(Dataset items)
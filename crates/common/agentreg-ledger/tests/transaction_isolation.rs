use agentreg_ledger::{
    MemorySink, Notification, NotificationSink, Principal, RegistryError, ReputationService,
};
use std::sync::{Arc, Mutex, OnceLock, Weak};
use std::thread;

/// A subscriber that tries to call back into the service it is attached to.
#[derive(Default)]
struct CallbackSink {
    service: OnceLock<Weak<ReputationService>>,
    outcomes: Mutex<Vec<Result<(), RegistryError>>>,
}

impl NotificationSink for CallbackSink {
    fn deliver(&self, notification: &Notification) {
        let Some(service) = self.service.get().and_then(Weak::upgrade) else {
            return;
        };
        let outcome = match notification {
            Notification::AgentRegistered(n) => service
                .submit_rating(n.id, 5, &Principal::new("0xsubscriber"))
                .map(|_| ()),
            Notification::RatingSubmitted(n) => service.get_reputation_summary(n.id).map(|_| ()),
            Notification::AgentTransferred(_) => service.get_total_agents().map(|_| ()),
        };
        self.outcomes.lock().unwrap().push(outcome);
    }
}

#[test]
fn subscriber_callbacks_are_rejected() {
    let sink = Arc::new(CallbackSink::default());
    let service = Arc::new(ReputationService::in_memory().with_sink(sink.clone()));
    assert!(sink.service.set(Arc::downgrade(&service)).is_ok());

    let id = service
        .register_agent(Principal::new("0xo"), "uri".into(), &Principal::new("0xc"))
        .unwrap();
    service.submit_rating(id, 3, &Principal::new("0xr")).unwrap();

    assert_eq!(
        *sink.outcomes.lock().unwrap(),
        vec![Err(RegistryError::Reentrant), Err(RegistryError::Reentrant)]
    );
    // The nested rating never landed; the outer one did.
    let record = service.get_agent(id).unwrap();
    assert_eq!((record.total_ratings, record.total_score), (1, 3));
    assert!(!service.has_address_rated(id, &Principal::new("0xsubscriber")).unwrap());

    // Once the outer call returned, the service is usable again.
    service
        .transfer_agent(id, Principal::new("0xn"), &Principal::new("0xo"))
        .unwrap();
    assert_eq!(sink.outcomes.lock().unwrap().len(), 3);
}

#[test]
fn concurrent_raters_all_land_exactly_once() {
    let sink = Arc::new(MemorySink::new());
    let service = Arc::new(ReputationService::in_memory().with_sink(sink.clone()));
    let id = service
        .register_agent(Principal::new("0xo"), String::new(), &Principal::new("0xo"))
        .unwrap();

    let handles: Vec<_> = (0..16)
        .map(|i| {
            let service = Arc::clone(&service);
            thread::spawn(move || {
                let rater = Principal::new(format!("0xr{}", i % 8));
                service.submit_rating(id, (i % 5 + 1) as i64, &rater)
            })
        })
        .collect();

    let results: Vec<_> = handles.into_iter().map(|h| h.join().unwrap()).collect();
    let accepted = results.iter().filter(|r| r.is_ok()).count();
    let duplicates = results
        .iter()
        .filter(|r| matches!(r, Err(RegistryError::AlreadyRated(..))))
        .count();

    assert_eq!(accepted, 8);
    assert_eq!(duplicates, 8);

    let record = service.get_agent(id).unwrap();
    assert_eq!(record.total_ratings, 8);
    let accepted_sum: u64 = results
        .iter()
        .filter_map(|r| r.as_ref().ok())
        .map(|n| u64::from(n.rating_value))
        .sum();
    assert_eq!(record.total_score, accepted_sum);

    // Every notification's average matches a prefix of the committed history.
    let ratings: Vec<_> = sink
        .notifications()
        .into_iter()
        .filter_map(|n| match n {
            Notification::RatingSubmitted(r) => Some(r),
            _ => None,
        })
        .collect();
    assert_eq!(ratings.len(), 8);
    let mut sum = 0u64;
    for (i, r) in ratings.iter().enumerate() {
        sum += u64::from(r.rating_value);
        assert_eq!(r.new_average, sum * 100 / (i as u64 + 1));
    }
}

==

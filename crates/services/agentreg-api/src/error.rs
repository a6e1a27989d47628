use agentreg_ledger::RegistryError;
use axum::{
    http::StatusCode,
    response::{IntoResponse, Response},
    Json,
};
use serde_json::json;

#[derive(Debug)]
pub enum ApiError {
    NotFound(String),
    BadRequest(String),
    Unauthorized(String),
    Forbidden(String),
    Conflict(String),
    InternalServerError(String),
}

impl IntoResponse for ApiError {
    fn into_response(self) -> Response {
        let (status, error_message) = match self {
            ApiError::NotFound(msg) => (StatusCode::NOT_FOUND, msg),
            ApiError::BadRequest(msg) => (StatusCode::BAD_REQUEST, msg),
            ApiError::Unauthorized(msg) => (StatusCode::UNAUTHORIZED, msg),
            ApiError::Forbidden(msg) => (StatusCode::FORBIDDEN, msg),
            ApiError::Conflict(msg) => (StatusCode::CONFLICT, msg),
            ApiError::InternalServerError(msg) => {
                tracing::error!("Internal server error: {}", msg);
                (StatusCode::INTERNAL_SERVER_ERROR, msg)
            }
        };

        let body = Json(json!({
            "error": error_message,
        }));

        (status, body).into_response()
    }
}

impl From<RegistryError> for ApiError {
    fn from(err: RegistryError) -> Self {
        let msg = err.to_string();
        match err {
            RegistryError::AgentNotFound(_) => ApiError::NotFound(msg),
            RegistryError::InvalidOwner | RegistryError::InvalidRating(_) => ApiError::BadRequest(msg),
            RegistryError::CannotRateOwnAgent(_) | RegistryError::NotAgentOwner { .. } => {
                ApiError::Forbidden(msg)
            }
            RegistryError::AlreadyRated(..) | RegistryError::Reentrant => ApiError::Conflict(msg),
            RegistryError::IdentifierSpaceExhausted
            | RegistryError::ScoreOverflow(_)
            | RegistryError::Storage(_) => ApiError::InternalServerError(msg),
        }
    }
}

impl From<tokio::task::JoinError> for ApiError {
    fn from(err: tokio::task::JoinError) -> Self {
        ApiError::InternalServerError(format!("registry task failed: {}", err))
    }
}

- _Your goal_: All lines with the word "format" need to be copied from the data above.

- _Solution to this task_:
                let rater = Principal::new(format!("0xr{}", i % 8));
        ApiError::InternalServerError(format!("registry task failed: {}", err))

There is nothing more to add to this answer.